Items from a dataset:
== Segment start ==
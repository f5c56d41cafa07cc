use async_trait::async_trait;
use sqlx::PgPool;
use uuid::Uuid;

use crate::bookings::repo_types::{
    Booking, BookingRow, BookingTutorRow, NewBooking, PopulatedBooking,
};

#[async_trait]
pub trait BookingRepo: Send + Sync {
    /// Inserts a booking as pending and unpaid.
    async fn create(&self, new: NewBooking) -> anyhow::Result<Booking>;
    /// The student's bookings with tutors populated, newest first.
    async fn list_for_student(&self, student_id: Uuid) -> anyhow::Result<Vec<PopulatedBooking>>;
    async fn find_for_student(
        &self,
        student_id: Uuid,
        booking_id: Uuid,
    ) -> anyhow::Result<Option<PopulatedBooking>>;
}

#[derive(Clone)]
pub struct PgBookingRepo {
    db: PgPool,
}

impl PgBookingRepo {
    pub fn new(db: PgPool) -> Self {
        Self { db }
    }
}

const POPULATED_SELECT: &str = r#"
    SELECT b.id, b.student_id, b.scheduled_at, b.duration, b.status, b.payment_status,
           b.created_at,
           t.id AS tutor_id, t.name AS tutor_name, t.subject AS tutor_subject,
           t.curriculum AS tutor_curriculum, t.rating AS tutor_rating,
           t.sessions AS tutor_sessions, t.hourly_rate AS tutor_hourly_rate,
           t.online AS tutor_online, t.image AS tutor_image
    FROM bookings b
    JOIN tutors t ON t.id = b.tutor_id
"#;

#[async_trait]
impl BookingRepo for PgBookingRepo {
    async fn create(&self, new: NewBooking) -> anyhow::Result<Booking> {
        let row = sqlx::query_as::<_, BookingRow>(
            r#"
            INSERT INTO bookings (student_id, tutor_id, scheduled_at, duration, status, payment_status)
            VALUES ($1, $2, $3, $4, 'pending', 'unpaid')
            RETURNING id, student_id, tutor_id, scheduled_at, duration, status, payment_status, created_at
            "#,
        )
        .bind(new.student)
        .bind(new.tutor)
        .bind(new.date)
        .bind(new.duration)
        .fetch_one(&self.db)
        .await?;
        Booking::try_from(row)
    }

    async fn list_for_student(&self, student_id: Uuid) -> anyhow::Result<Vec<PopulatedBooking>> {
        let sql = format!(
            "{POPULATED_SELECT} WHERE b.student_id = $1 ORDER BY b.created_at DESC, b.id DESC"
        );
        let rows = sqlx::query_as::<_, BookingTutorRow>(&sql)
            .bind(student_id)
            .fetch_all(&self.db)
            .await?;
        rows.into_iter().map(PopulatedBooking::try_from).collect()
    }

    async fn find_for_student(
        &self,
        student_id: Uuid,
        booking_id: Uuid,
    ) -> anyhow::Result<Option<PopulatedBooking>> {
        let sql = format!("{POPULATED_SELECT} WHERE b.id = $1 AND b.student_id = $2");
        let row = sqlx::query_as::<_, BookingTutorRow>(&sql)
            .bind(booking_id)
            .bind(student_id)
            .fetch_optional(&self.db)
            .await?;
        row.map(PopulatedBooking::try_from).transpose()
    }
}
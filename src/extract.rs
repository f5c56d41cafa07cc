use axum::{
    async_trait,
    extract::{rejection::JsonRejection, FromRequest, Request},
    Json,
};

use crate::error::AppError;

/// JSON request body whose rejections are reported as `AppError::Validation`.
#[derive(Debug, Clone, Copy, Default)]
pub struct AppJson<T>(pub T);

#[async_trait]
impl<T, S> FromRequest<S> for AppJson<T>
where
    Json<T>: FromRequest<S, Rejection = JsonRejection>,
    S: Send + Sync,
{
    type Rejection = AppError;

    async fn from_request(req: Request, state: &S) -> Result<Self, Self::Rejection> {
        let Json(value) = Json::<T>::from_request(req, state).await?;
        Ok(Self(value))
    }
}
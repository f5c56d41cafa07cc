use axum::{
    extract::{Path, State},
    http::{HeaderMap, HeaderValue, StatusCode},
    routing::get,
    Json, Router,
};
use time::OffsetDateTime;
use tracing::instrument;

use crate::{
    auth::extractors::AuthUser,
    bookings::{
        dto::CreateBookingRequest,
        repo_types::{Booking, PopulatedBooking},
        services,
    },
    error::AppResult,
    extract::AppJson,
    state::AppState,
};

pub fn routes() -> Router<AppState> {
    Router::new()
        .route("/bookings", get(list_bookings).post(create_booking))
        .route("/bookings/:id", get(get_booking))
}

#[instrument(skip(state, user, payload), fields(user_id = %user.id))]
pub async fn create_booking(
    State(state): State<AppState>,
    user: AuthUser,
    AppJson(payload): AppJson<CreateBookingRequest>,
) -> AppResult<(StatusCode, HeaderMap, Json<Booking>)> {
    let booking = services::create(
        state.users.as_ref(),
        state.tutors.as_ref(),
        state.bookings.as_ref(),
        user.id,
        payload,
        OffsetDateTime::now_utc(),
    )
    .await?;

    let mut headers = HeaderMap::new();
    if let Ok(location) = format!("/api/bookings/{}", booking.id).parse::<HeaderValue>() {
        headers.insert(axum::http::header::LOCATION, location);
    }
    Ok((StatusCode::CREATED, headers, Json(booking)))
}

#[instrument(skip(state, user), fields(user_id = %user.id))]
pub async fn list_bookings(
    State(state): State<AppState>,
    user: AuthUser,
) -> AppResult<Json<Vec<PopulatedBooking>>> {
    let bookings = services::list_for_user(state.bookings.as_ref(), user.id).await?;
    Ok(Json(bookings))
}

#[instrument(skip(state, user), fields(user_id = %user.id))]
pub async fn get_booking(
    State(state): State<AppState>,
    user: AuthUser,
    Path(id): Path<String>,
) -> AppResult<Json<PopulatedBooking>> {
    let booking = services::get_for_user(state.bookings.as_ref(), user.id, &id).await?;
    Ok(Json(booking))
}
== Segment end ==
An exact copy of the lines above, from the one containing "let rows = sqlx::query_as::<_, BookingTutorRow>(&sql)" through the one containing "type Rejection = AppError;", is the whole of the answer.

        let rows = sqlx::query_as::<_, BookingTutorRow>(&sql)
            .bind(student_id)
            .fetch_all(&self.db)
            .await?;
        rows.into_iter().map(PopulatedBooking::try_from).collect()
    }

    async fn find_for_student(
        &self,
        student_id: Uuid,
        booking_id: Uuid,
    ) -> anyhow::Result<Option<PopulatedBooking>> {
        let sql = format!("{POPULATED_SELECT} WHERE b.id = $1 AND b.student_id = $2");
        let row = sqlx::query_as::<_, BookingTutorRow>(&sql)
            .bind(booking_id)
            .bind(student_id)
            .fetch_optional(&self.db)
            .await?;
        row.map(PopulatedBooking::try_from).transpose()
    }
}
filename src/extract.rs
repository f5c56d41cafa07cc
use axum::{
    async_trait,
    extract::{rejection::JsonRejection, FromRequest, Request},
    Json,
};

use crate::error::AppError;

/// JSON request body whose rejections are reported as `AppError::Validation`.
#[derive(Debug, Clone, Copy, Default)]
pub struct AppJson<T>(pub T);

#[async_trait]
impl<T, S> FromRequest<S> for AppJson<T>
where
    Json<T>: FromRequest<S, Rejection = JsonRejection>,
    S: Send + Sync,
{
    type Rejection = AppError;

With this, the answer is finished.